Writers note: If your character is panhandling because s/he really is down and out, consider community services, churches, soup kitchens, shelters, etc.
“Beg-packing” is a fairly recent phenomenon. Tourists, often college students, hitchhike and panhandle as they travel, allowing them to spend very little money on the way. Some see this as a way to open up sight-seeing opportunities to people outside the ultra-wealthy.
Others see it as a drag on local economies, with tourists begging for money from already impoverished communities without actually contributing anything. Some countries have outlawed panhandling tourists; police arrest beg-packers and drop them off at their respective embassies.
Street performers, technically, aren’t panhandlers. The definition of panhandling is seeking money without providing anything in return. Street performers are (presumably) providing entertainment and therefore are busking. From a writer’s point of view, it may make little difference.
Depending on local ordinances, street performers may need to be licensed or scheduled by a central authority. For example, busking at platforms on the London Tube is so profitable that performers must audition and apply for time slots.
N.B. writers: Money made by street performers is taxable as tips; begging/panhandling income is not taxable.
Another variation is “selling” worthless trinkets or single flowers for an exorbitant price. For example, braided bracelets offered in exchange for $10. Selling flowers is common, particularly to tourists seated at outdoor cafes. Because so many panhandlers have begun taking flowers from funerary wreaths in local cemeteries, many florists in cities where this is common now deliberately snip the stems of funeral flowers just below the bud.
Consider Other Characters
- What motivates people who do or do not give money. Is giving money satisfying a “customer” need?

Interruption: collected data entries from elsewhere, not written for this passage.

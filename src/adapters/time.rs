//! Host time adapter.
//!
//! Provides the monotonic millisecond [`Clock`] the simulator uses to
//! stamp ticks and input events, backed by `std::time::Instant`.

use std::time::Instant;

use crate::app::ports::Clock;
use crate::time::Millis;

/// Milliseconds since the adapter was created.
#[derive(Debug, Clone, Copy)]
pub struct MonotonicClock {
    start: Instant,
}

impl Default for MonotonicClock {
    fn default() -> Self {
        Self::new()
    }
}

impl MonotonicClock {
    pub fn new() -> Self {
        Self {
            start: Instant::now(),
        }
    }
}

impl Clock for MonotonicClock {
    fn now_ms(&self) -> Millis {
        Millis::try_from(self.start.elapsed().as_millis()).unwrap_or(Millis::MAX)
    }
}
//! Book store that fails every call.

use crate::aggregate::{BookFilter, BookRecord, BookStore, BookUpsert, ReconcileEvent, StoreError};

/// A [`BookStore`] whose every operation returns a database error.
#[derive(Debug, Clone)]
pub struct FailingBookStore {
    message: String,
}

impl Default for FailingBookStore {
    fn default() -> Self {
        Self::new("store offline")
    }
}

impl FailingBookStore {
    pub fn new(message: &str) -> Self {
        Self {
            message: message.to_string(),
        }
    }

    fn error(&self) -> StoreError {
        StoreError::Database(self.message.clone())
    }
}

impl BookStore for FailingBookStore {
    fn upsert(&self, _upsert: BookUpsert) -> Result<ReconcileEvent, StoreError> {
        Err(self.error())
    }

    fn like(&self, _title: &str) -> Result<ReconcileEvent, StoreError> {
        Err(self.error())
    }

    fn add_reason(&self, _title: &str, _comment: &str) -> Result<ReconcileEvent, StoreError> {
        Err(self.error())
    }

    fn get(&self, _title: &str) -> Result<Option<BookRecord>, StoreError> {
        Err(self.error())
    }

    fn list(&self, _filter: &BookFilter) -> Result<Vec<BookRecord>, StoreError> {
        Err(self.error())
    }

    fn count(&self) -> Result<i64, StoreError> {
        Err(self.error())
    }

    fn ping(&self) -> Result<usize, StoreError> {
        Err(self.error())
    }
}
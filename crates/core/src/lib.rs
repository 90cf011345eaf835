pub mod aggregate;
pub mod classifier;
pub mod config;
pub mod metadata;
pub mod metrics;
pub mod pipeline;
pub mod policy;
pub mod quality;
pub mod suggest;
pub mod testing;

pub use aggregate::{
    reconcile, Aggregate, BookFilter, BookRecord, BookStore, BookUpsert, MemoryBookStore,
    PurchaseLink, ReconcileEvent, SortOrder, SqliteBookStore, StoreError,
};
pub use classifier::{AgeBand, AudienceClassifier, Category, Classification, ClassifierPolicy};
pub use config::{
    load_config, load_config_from_str, validate_config, Config, ConfigError, SanitizedConfig,
};
pub use metadata::{
    GoogleBooksClient, GoogleBooksConfig, LookupError, MetadataLookup, MetadataResolver,
    Resolution, ResolvedMetadata, VolumeRecord,
};
pub use pipeline::{
    SubmissionError, SubmissionOutcome, SubmissionPipeline, SubmissionRequest, SubmissionState,
};
pub use policy::PolicyError;
pub use quality::{QualityGate, QualityPolicy, QualityVerdict, RejectionReason};
pub use suggest::SuggestionSession;
//! SQLite-backed book store implementation.

use std::path::Path;
use std::sync::{Mutex, MutexGuard};

use chrono::{DateTime, SecondsFormat, Utc};
use rusqlite::{params, types::Type, Connection, OptionalExtension};

use super::{
    dedup_links, normalize_title, BookFilter, BookRecord, BookStore, BookUpsert, PurchaseLink,
    ReconcileEvent, SortOrder, StoreError,
};
use crate::classifier::{AgeBand, Category};

const SELECT_COLUMNS: &str = "id, title, favorites, comments, age_band, category, \
     thumbnail_url, purchase_links, created_at, updated_at";

/// SQLite-backed book store.
pub struct SqliteBookStore {
    conn: Mutex<Connection>,
}

impl SqliteBookStore {
    /// Create a new SQLite book store, creating the database file and tables if needed.
    pub fn new(path: &Path) -> Result<Self, StoreError> {
        let conn = Connection::open(path)?;
        Self::initialize_schema(&conn)?;
        Ok(Self {
            conn: Mutex::new(conn),
        })
    }

    /// Create an in-memory SQLite book store (useful for testing).
    pub fn in_memory() -> Result<Self, StoreError> {
        let conn = Connection::open_in_memory()?;
        Self::initialize_schema(&conn)?;
        Ok(Self {
            conn: Mutex::new(conn),
        })
    }

    fn initialize_schema(conn: &Connection) -> Result<(), StoreError> {
        conn.execute_batch(
            r#"
            -- One row per normalized title
            CREATE TABLE IF NOT EXISTS books (
                seq INTEGER PRIMARY KEY AUTOINCREMENT,
                id TEXT NOT NULL UNIQUE,
                title TEXT NOT NULL,
                title_key TEXT NOT NULL UNIQUE,
                favorites INTEGER NOT NULL DEFAULT 1,
                comments TEXT NOT NULL DEFAULT '[]',
                age_band TEXT NOT NULL,
                category TEXT NOT NULL,
                thumbnail_url TEXT,
                purchase_links TEXT NOT NULL DEFAULT '[]',
                created_at TEXT NOT NULL,
                updated_at TEXT NOT NULL
            );

            CREATE INDEX IF NOT EXISTS idx_books_category ON books(category);
            CREATE INDEX IF NOT EXISTS idx_books_favorites ON books(favorites DESC);
            "#,
        )?;
        Ok(())
    }

    fn lock(&self) -> Result<MutexGuard<'_, Connection>, StoreError> {
        self.conn
            .lock()
            .map_err(|e| StoreError::Database(format!("connection lock poisoned: {}", e)))
    }

    fn timestamp(dt: DateTime<Utc>) -> String {
        dt.to_rfc3339_opts(SecondsFormat::Micros, true)
    }

    fn parse_timestamp(s: &str) -> DateTime<Utc> {
        DateTime::parse_from_rfc3339(s)
            .map(|dt| dt.with_timezone(&Utc))
            .unwrap_or_else(|_| Utc::now())
    }

    fn parse_category(raw: &str) -> rusqlite::Result<Category> {
        Category::parse(raw).ok_or_else(|| {
            rusqlite::Error::FromSqlConversionFailure(
                5,
                Type::Text,
                Box::new(StoreError::Serialization(format!(
                    "unknown category '{}'",
                    raw
                ))),
            )
        })
    }

    fn row_to_record(row: &rusqlite::Row) -> rusqlite::Result<BookRecord> {
        let comments_json: String = row.get(3)?;
        let age_band: String = row.get(4)?;
        let category: String = row.get(5)?;
        let links_json: String = row.get(7)?;
        let created_at: String = row.get(8)?;
        let updated_at: String = row.get(9)?;

        // Rows are only written by this store; unreadable JSON degrades to empty.
        let comments: Vec<String> = serde_json::from_str(&comments_json).unwrap_or_default();
        let purchase_links: Vec<PurchaseLink> =
            serde_json::from_str(&links_json).unwrap_or_default();

        Ok(BookRecord {
            id: row.get(0)?,
            title: row.get(1)?,
            favorites: row.get(2)?,
            comments,
            age_band: AgeBand::new(age_band),
            category: Self::parse_category(&category)?,
            thumbnail_url: row.get(6)?,
            purchase_links,
            created_at: Self::parse_timestamp(&created_at),
            updated_at: Self::parse_timestamp(&updated_at),
        })
    }

    fn get_by_key(conn: &Connection, key: &str) -> Result<Option<BookRecord>, StoreError> {
        let record = conn
            .query_row(
                &format!("SELECT {} FROM books WHERE title_key = ?", SELECT_COLUMNS),
                params![key],
                Self::row_to_record,
            )
            .optional()?;
        Ok(record)
    }

    /// Add one favorite (and optionally a comment) to an existing row.
    fn bump(&self, title: &str, comment: Option<&str>) -> Result<ReconcileEvent, StoreError> {
        let key = normalize_title(title);
        let now = Self::timestamp(Utc::now());
        let mut conn = self.lock()?;
        let tx = conn.transaction()?;

        let changed = match comment {
            Some(comment) => tx.execute(
                r#"UPDATE books
                   SET favorites = favorites + 1,
                       comments = json_insert(comments, '$[#]', ?),
                       updated_at = ?
                   WHERE title_key = ?"#,
                params![comment, now, key],
            )?,
            None => tx.execute(
                r#"UPDATE books
                   SET favorites = favorites + 1, updated_at = ?
                   WHERE title_key = ?"#,
                params![now, key],
            )?,
        };
        if changed == 0 {
            return Err(StoreError::NotFound(title.trim().to_string()));
        }

        let record = Self::get_by_key(&tx, &key)?
            .ok_or_else(|| StoreError::NotFound(title.trim().to_string()))?;
        tx.commit()?;
        Ok(ReconcileEvent::Merged(record))
    }
}

impl BookStore for SqliteBookStore {
    fn upsert(&self, upsert: BookUpsert) -> Result<ReconcileEvent, StoreError> {
        let fresh = BookRecord::from_upsert(&upsert);
        let key = fresh.key();
        let comments_json = serde_json::to_string(&fresh.comments)?;
        let links_json = serde_json::to_string(&dedup_links(fresh.purchase_links.clone()))?;
        let now = Self::timestamp(fresh.created_at);

        let mut conn = self.lock()?;
        let tx = conn.transaction()?;

        let existed: bool = tx.query_row(
            "SELECT EXISTS(SELECT 1 FROM books WHERE title_key = ?)",
            params![key],
            |row| row.get(0),
        )?;

        // First write wins for everything except favorites and comments.
        tx.execute(
            r#"INSERT INTO books (id, title, title_key, favorites, comments, age_band,
                                 category, thumbnail_url, purchase_links, created_at, updated_at)
               VALUES (?, ?, ?, 1, ?, ?, ?, ?, ?, ?, ?)
               ON CONFLICT(title_key) DO UPDATE SET
                   favorites = books.favorites + 1,
                   comments = json_insert(
                       books.comments, '$[#]', json_extract(excluded.comments, '$[0]')
                   ),
                   updated_at = excluded.updated_at"#,
            params![
                fresh.id,
                fresh.title,
                key,
                comments_json,
                fresh.age_band.as_str(),
                fresh.category.as_str(),
                fresh.thumbnail_url,
                links_json,
                now,
                now,
            ],
        )?;

        let record = Self::get_by_key(&tx, &key)?
            .ok_or_else(|| StoreError::Database(format!("upserted row '{}' missing", key)))?;
        tx.commit()?;

        Ok(if existed {
            ReconcileEvent::Merged(record)
        } else {
            ReconcileEvent::Created(record)
        })
    }

    fn like(&self, title: &str) -> Result<ReconcileEvent, StoreError> {
        self.bump(title, None)
    }

    fn add_reason(&self, title: &str, comment: &str) -> Result<ReconcileEvent, StoreError> {
        self.bump(title, Some(comment))
    }

    fn get(&self, title: &str) -> Result<Option<BookRecord>, StoreError> {
        let conn = self.lock()?;
        Self::get_by_key(&conn, &normalize_title(title))
    }

    fn list(&self, filter: &BookFilter) -> Result<Vec<BookRecord>, StoreError> {
        let conn = self.lock()?;

        let order = match filter.sort {
            SortOrder::Recent => "seq DESC",
            SortOrder::Popular => "favorites DESC, seq DESC",
        };
        let (where_clause, category) = match filter.category {
            Some(c) => ("WHERE category = ?1", Some(c.as_str())),
            None => ("", None),
        };
        let sql = format!(
            "SELECT {} FROM books {} ORDER BY {}",
            SELECT_COLUMNS, where_clause, order
        );

        let mut stmt = conn.prepare(&sql)?;
        let rows = match category {
            Some(c) => stmt.query_map(params![c], Self::row_to_record)?,
            None => stmt.query_map([], Self::row_to_record)?,
        };

        let mut records = Vec::new();
        for row in rows {
            let record = row?;
            if filter.matches(&record) {
                records.push(record);
            }
        }
        Ok(records)
    }

    fn count(&self) -> Result<i64, StoreError> {
        let conn = self.lock()?;
        let count: i64 = conn.query_row("SELECT COUNT(*) FROM books", [], |row| row.get(0))?;
        Ok(count)
    }

    fn ping(&self) -> Result<usize, StoreError> {
        let conn = self.lock()?;
        let sampled: i64 = conn.query_row(
            "SELECT COUNT(*) FROM (SELECT 1 FROM books LIMIT 1)",
            [],
            |row| row.get(0),
        )?;
        Ok(sampled as usize)
    }
}
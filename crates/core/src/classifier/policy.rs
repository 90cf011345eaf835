//! Classification rules as data.
//!
//! Rules are evaluated top to bottom and the first match wins. A rule
//! matches when any of its category keywords occurs in the category text,
//! or any of its text patterns matches the combined description,
//! categories and user comment.

use serde::{Deserialize, Serialize};

use super::AgeBand;

/// One entry of the ordered rule chain.
#[derive(Debug, Clone, PartialEq, Eq, Serialize, Deserialize)]
pub struct AgeRule {
    pub name: String,
    /// Substrings searched for in the category text only.
    #[serde(default)]
    pub category_keywords: Vec<String>,
    /// Case-insensitive regular expressions searched for in the full text.
    #[serde(default)]
    pub text_patterns: Vec<String>,
    pub band: AgeBand,
    /// Marks the book as not a kids book, whatever the band says.
    #[serde(default)]
    pub adult: bool,
}

impl AgeRule {
    fn text(name: &str, pattern: &str, band: &str) -> Self {
        Self {
            name: name.to_string(),
            category_keywords: vec![],
            text_patterns: vec![pattern.to_string()],
            band: AgeBand::new(band),
            adult: false,
        }
    }
}

/// Ordered rule chain plus the mandatory default branch.
#[derive(Debug, Clone, PartialEq, Eq, Serialize, Deserialize)]
pub struct ClassifierPolicy {
    #[serde(default = "default_band")]
    pub default_band: AgeBand,
    /// A band whose label matches this pattern counts as a kids band.
    #[serde(default = "default_kids_band_pattern")]
    pub kids_band_pattern: String,
    #[serde(default = "default_rules")]
    pub rules: Vec<AgeRule>,
}

impl Default for ClassifierPolicy {
    fn default() -> Self {
        Self {
            default_band: default_band(),
            kids_band_pattern: default_kids_band_pattern(),
            rules: default_rules(),
        }
    }
}

fn default_band() -> AgeBand {
    AgeBand::new(AgeBand::TODDLER)
}

fn default_kids_band_pattern() -> String {
    "[2-6]".to_string()
}

/// The standard rule chain: reading levels, then nursery/toddler,
/// early readers, independent readers and finally adult domains.
pub fn default_rules() -> Vec<AgeRule> {
    vec![
        AgeRule::text("reading-level-1", r"level\s*1", "3–4"),
        AgeRule::text("reading-level-2", r"level\s*2", "4–5"),
        AgeRule::text("reading-level-3", r"level\s*3", "5–6"),
        AgeRule::text("reading-level-4", r"level\s*4", "6–7"),
        AgeRule::text("reading-level-5", r"level\s*5", "7–8"),
        AgeRule {
            name: "nursery-toddler".to_string(),
            category_keywords: vec!["nursery".to_string()],
            text_patterns: vec!["toddler".to_string()],
            band: AgeBand::new(AgeBand::TODDLER),
            adult: false,
        },
        AgeRule {
            name: "early-reader".to_string(),
            category_keywords: vec!["phonics".to_string(), "early reader".to_string()],
            text_patterns: vec![r"ages? ?[45]".to_string()],
            band: AgeBand::new(AgeBand::EARLY_READER),
            adult: false,
        },
        AgeRule {
            name: "independent-reader".to_string(),
            category_keywords: vec!["independent reader".to_string()],
            text_patterns: vec![r"ages? ?[67]".to_string()],
            band: AgeBand::new(AgeBand::INDEPENDENT_READER),
            adult: false,
        },
        AgeRule {
            name: "adult-domain".to_string(),
            category_keywords: ["computer", "business", "science", "history"]
                .into_iter()
                .map(String::from)
                .collect(),
            text_patterns: vec![],
            band: AgeBand::new(AgeBand::TEEN_AND_ADULT),
            adult: true,
        },
    ]
}
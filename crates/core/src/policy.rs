//! Errors for tunable policy data (classifier rules, comment deny-list).

use thiserror::Error;

/// Policy data that cannot be turned into a working rule set.
#[derive(Debug, Error, PartialEq, Eq)]
pub enum PolicyError {
    /// A rule pattern is not a valid regular expression.
    #[error("invalid pattern in rule '{rule}': {message}")]
    InvalidPattern { rule: String, message: String },

    /// A rule can never match anything.
    #[error("rule '{0}' has neither category keywords nor text patterns")]
    EmptyRule(String),

    /// A deny-list entry is blank after normalization.
    #[error("deny-list entry at position {0} is blank")]
    BlankDenyEntry(usize),
}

- Many religions encourage or require charitable giving of some sort.
- What are the attitudes of others toward panhandling?
- Sympathetic, disdainful, hostile, etc.
- Does the panhandler have family or friends?
- What about a boss who “runs” panhandlers the way a pimp runs prostitutes?
Bottom line for writers: Regardless of monetary success, panhandling is a rich opportunity for writers!